▶ [Saved entries]
impl SessionManager {
    /// Create a manager over the store and token plumbing.
    #[must_use]
    pub fn new(
        store: Arc<SessionStore>,
        tokens: Arc<TokenManager>,
        idp: Arc<IdpClient>,
        cache: CacheFacade,
        config: SessionConfig,
        validation_ttl_secs: u64,
        stats: Arc<AuthStats>,
    ) -> Self {
        Self {
            store,
            tokens,
            idp,
            cache,
            config,
            validation_ttl: Duration::from_secs(validation_ttl_secs.max(1)),
            stats,
        }
    }

    /// Shared session store.
    #[must_use]
    pub fn store(&self) -> Arc<SessionStore> {
        Arc::clone(&self.store)
    }

    /// Create a session, enforcing the per-user concurrent limit.
    pub async fn create_session(&self, opts: CreateSessionOptions) -> Result<Session> {
        let now = Utc::now();
        let now_ms = u64::try_from(now.timestamp_millis()).unwrap_or_default();
        let session_id = mint_session_id(now_ms);
        let fingerprint = fingerprint(&opts.meta.ip, &opts.meta.user_agent, now_ms);

        // Make room before inserting; the statement is atomic at the store
        let destroyed = self
            .store
            .enforce_concurrent_limit(&opts.user_id, self.config.max_concurrent_sessions)
            .await?;
        for old_sid in &destroyed {
            self.stats.record_session_destroyed();
            self.publish_lifecycle(
                SESSION_DELETED_CHANNEL,
                old_sid,
                Some(&opts.user_id),
                Some("concurrent_limit"),
            )
            .await;
        }

        let max_age = opts
            .max_age_secs
            .unwrap_or(self.config.max_age_secs)
            .min(self.config.max_age_secs);
        let bundle = opts.tokens.as_ref();
        let session = Session {
            session_id: session_id.clone(),
            user_id: opts.user_id.clone(),
            principal: opts.principal,
            idp_session_id: opts.idp_session_id,
            access_token: bundle.map(|b| b.access_token.clone()),
            refresh_token: bundle.and_then(|b| b.refresh_token.clone()),
            id_token: bundle.and_then(|b| b.id_token.clone()),
            token_expires_at: bundle.map(|b| b.access_expires_at),
            refresh_expires_at: bundle.and_then(|b| b.refresh_expires_at),
            fingerprint,
            created_at: now,
            last_accessed_at: now,
            expires_at: now + chrono::Duration::seconds(i64::try_from(max_age).unwrap_or(0)),
            ip_address: opts.meta.ip,
            user_agent: opts.meta.user_agent,
            metadata: opts.metadata,
            is_active: true,
        };

        self.stats.record_session_created();
        self.store.store(&session).await.inspect_err(|_| {
            self.stats.rollback_session_created();
        })?;

        // Post-store steps; undo the session on failure
        if let Err(e) = self.after_create(&session, bundle).await {
            warn!(
                session = %log_digest(&session_id),
                error = %e,
                "Session creation failed after store, rolling back"
            );
            let _ = self.store.destroy(&session_id, "creation_failed").await;
            self.stats.rollback_session_created();
            self.stats.record_session_destroyed();
            return Err(Error::Internal("session creation failed".into()));
        }

        info!(
            session = %log_digest(&session_id),
            user = %log_digest(&session.user_id),
            "Session created"
        );
        Ok(session)
    }

    async fn after_create(&self, session: &Session, bundle: Option<&TokenBundle>) -> Result<()> {
        if let Some(bundle) = bundle {
            if bundle.refresh_token.is_some() && self.tokens.refresh_manager().is_some() {
                self.tokens
                    .store_tokens(&session.user_id, &session.session_id, bundle)
                    .await?;
            }
        }
        self.publish_lifecycle(
            SESSION_CREATED_CHANNEL,
            &session.session_id,
            Some(&session.user_id),
            None,
        )
        .await;
        Ok(())
    }

    /// Validate a session against the caller context.
    pub async fn validate_session(&self, session_id: &str, meta: &RequestMeta) -> SessionValidation {
        if !session_id_is_valid(session_id) || meta.ip.is_empty() || meta.user_agent.is_empty() {
            return SessionValidation::failure("invalid_request");
        }

        // Positive validations are cached briefly
        if let Some(cached) = self
            .cache
            .get::<CachedValidation>(&validation_key(session_id))
            .await
        {
            if let Ok(Some(session)) = self.store.retrieve(session_id).await {
                return SessionValidation {
                    valid: true,
                    session: Some(session),
                    requires_rotation: cached.requires_rotation,
                    requires_token_refresh: cached.requires_token_refresh,
                    suspicious: false,
                    error: None,
                };
            }
        }

        let session = match self.store.retrieve(session_id).await {
            Ok(Some(session)) => session,
            Ok(None) => return SessionValidation::failure("session_not_found"),
            Err(e) => {
                warn!(error = %e, "Session lookup failed");
                return SessionValidation::failure("session_not_found");
            }
        };

        if session.is_expired() {
            let _ = self.store.destroy(session_id, "expired").await;
            self.stats.record_session_destroyed();
            self.publish_lifecycle(
                SESSION_EXPIRED_CHANNEL,
                session_id,
                Some(&session.user_id),
                Some("expired"),
            )
            .await;
            return SessionValidation::failure("session_expired");
        }

        // Security checks
        if self.config.enforce_ip_consistency && session.ip_address != meta.ip {
            warn!(
                session = %log_digest(session_id),
                "Session IP mismatch in strict mode, destroying"
            );
            let _ = self.store.destroy(session_id, "security_violation").await;
            self.stats.record_session_destroyed();
            self.publish_lifecycle(
                SESSION_DELETED_CHANNEL,
                session_id,
                Some(&session.user_id),
                Some("security_violation"),
            )
            .await;
            return SessionValidation {
                suspicious: true,
                ..SessionValidation::failure("session_security_violation")
            };
        }
        if self.config.enforce_user_agent_consistency && session.user_agent != meta.user_agent {
            // UAs legitimately change on client upgrades; observe only
            debug!(session = %log_digest(session_id), "Session user-agent changed");
        }

        let (mut session, requires_token_refresh) = match self.check_tokens(session).await {
            Ok(outcome) => outcome,
            Err(code) => return SessionValidation::failure(code),
        };

        // Throttled last-access write
        let now = Utc::now();
        let touch_after =
            chrono::Duration::seconds(i64::try_from(self.config.touch_interval_secs).unwrap_or(60));
        if now - session.last_accessed_at > touch_after {
            session.last_accessed_at = now;
            if let Err(e) = self.store.store(&session).await {
                debug!(error = %e, "Deferred last-access write failed");
            }
        }

        let rotation_after = chrono::Duration::seconds(
            i64::try_from(self.config.rotation_interval_secs).unwrap_or(3600),
        );
        let requires_rotation = now - session.created_at > rotation_after;

        let ttl = if requires_token_refresh {
            Duration::from_secs(REFRESH_PENDING_TTL_SECS.min(self.validation_ttl.as_secs()))
        } else {
            self.validation_ttl
        };
        self.cache
            .set(
                &validation_key(session_id),
                &CachedValidation {
                    requires_rotation,
                    requires_token_refresh,
                    validated_at: now,
                },
                ttl,
            )
            .await;

        SessionValidation {
            valid: true,
            session: Some(session),
            requires_rotation,
            requires_token_refresh,
            suspicious: false,
            error: None,
        }
    }

    /// Validate (and refresh when needed) the session's access token.
    /// Returns the possibly-updated session and the refresh hint.
    async fn check_tokens(&self, mut session: Session) -> std::result::Result<(Session, bool), &'static str> {
        let Some(access_token) = session.access_token.clone().filter(|t| !t.is_empty()) else {
            return Ok((session, false));
        };

        match self.tokens.validate_token(&access_token, false).await {
            Ok(result) => {
                let expires_at = result.expires_at.or(session.token_expires_at);
                let refresh_soon = expires_at.is_some_and(|exp| {
                    exp - Utc::now() < chrono::Duration::seconds(REFRESH_HINT_WINDOW_SECS)
                });
                Ok((session, refresh_soon))
            }
            Err(validation_error) => {
                let Some(refresh_token) = session.refresh_token.clone() else {
                    debug!(error = %validation_error, "Access token invalid and no refresh token held");
                    return Err("token_invalid");
                };

                match self.idp.token_refresh(&refresh_token).await {
                    Ok(bundle) => {
                        session.access_token = Some(bundle.access_token.clone());
                        session.token_expires_at = Some(bundle.access_expires_at);
                        if bundle.refresh_token.is_some() {
                            session.refresh_token = bundle.refresh_token.clone();
                            session.refresh_expires_at = bundle.refresh_expires_at;
                        }
                        if let Err(e) = self.store.store(&session).await {
                            warn!(error = %e, "Failed to persist refreshed tokens");
                            return Err("session_not_found");
                        }
                        // The store write invalidated the validation cache;
                        // re-validate the fresh access token
                        match self
                            .tokens
                            .validate_token(&bundle.access_token, false)
                            .await
                        {
                            Ok(_) => Ok((session, false)),
                            Err(e) => {
                                warn!(error = %e, "Refreshed access token failed validation");
                                Err("token_invalid")
                            }
                        }
                    }
                    Err(e) => {
                        debug!(error = %e, "Token refresh during validation failed");
                        Err("token_expired")
                    }
                }
            }
        }
    }

    /// Rotate a session: same identity and tokens, fresh id and fingerprint.
    pub async fn rotate_session(&self, session_id: &str, meta: &RequestMeta) -> Result<Session> {
        let old = self
            .store
            .retrieve(session_id)
            .await?
            .ok_or(Error::SessionNotFound)?;

        let now = Utc::now();
        let now_ms = u64::try_from(now.timestamp_millis()).unwrap_or_default();
        let mut rotated = old.clone();
        rotated.session_id = mint_session_id(now_ms);
        rotated.fingerprint = fingerprint(&meta.ip, &meta.user_agent, now_ms);
        rotated.created_at = now;
        rotated.last_accessed_at = now;
        rotated.ip_address.clone_from(&meta.ip);
        rotated.user_agent.clone_from(&meta.user_agent);

        self.store.store(&rotated).await?;
        self.store.destroy(session_id, "rotated").await?;
        self.publish_lifecycle(
            SESSION_DELETED_CHANNEL,
            session_id,
            Some(&old.user_id),
            Some("rotated"),
        )
        .await;
        self.publish_lifecycle(
            SESSION_CREATED_CHANNEL,
            &rotated.session_id,
            Some(&rotated.user_id),
            None,
        )
        .await;

        info!(
            old = %log_digest(session_id),
            new = %log_digest(&rotated.session_id),
            "Session rotated"
        );
        Ok(rotated)
    }

    /// Destroy one session. Returns `true` when a live session was destroyed.
    pub async fn destroy_session(&self, session_id: &str, reason: &str) -> Result<bool> {
        let session = self.store.retrieve(session_id).await?;
        let existed = self.store.destroy(session_id, reason).await?;
        if existed {
            self.stats.record_session_destroyed();
            self.publish_lifecycle(
                SESSION_DELETED_CHANNEL,
                session_id,
                session.as_ref().map(|s| s.user_id.as_str()),
                Some(reason),
            )
            .await;
        }
        Ok(existed)
    }

    /// Destroy every active session of a user. Returns the count destroyed.
    pub async fn destroy_all_user_sessions(&self, user_id: &str) -> Result<u64> {
        let sessions = self.store.get_user_sessions(user_id).await?;
        let mut destroyed = 0u64;
        for session in sessions {
            if self
                .destroy_session(&session.session_id, "all_sessions_destroyed")
                .await?
            {
                destroyed += 1;
            }
        }
        Ok(destroyed)
    }

    async fn publish_lifecycle(
        &self,
        channel: &str,
        session_id: &str,
        user_id: Option<&str>,
        reason: Option<&str>,
    ) {
        self.cache
            .publish(
                channel,
                &SessionEvent {
                    session_id: session_id.to_string(),
                    user_id: user_id.map(String::from),
                    updates: None,
                    reason: reason.map(String::from),
                    source: "http".to_string(),
                    origin_connection_id: None,
                    timestamp: Utc::now(),
                },
            )
            .await;
    }
}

▶ [HOW TO COMPLETE THIS TASK]
Report each line above that includes the string "warn".

▶ [OUTPUT BELOW]
            warn!(
                warn!(error = %e, "Session lookup failed");
            warn!(
                            warn!(error = %e, "Failed to persist refreshed tokens");
                                warn!(error = %e, "Refreshed access token failed validation");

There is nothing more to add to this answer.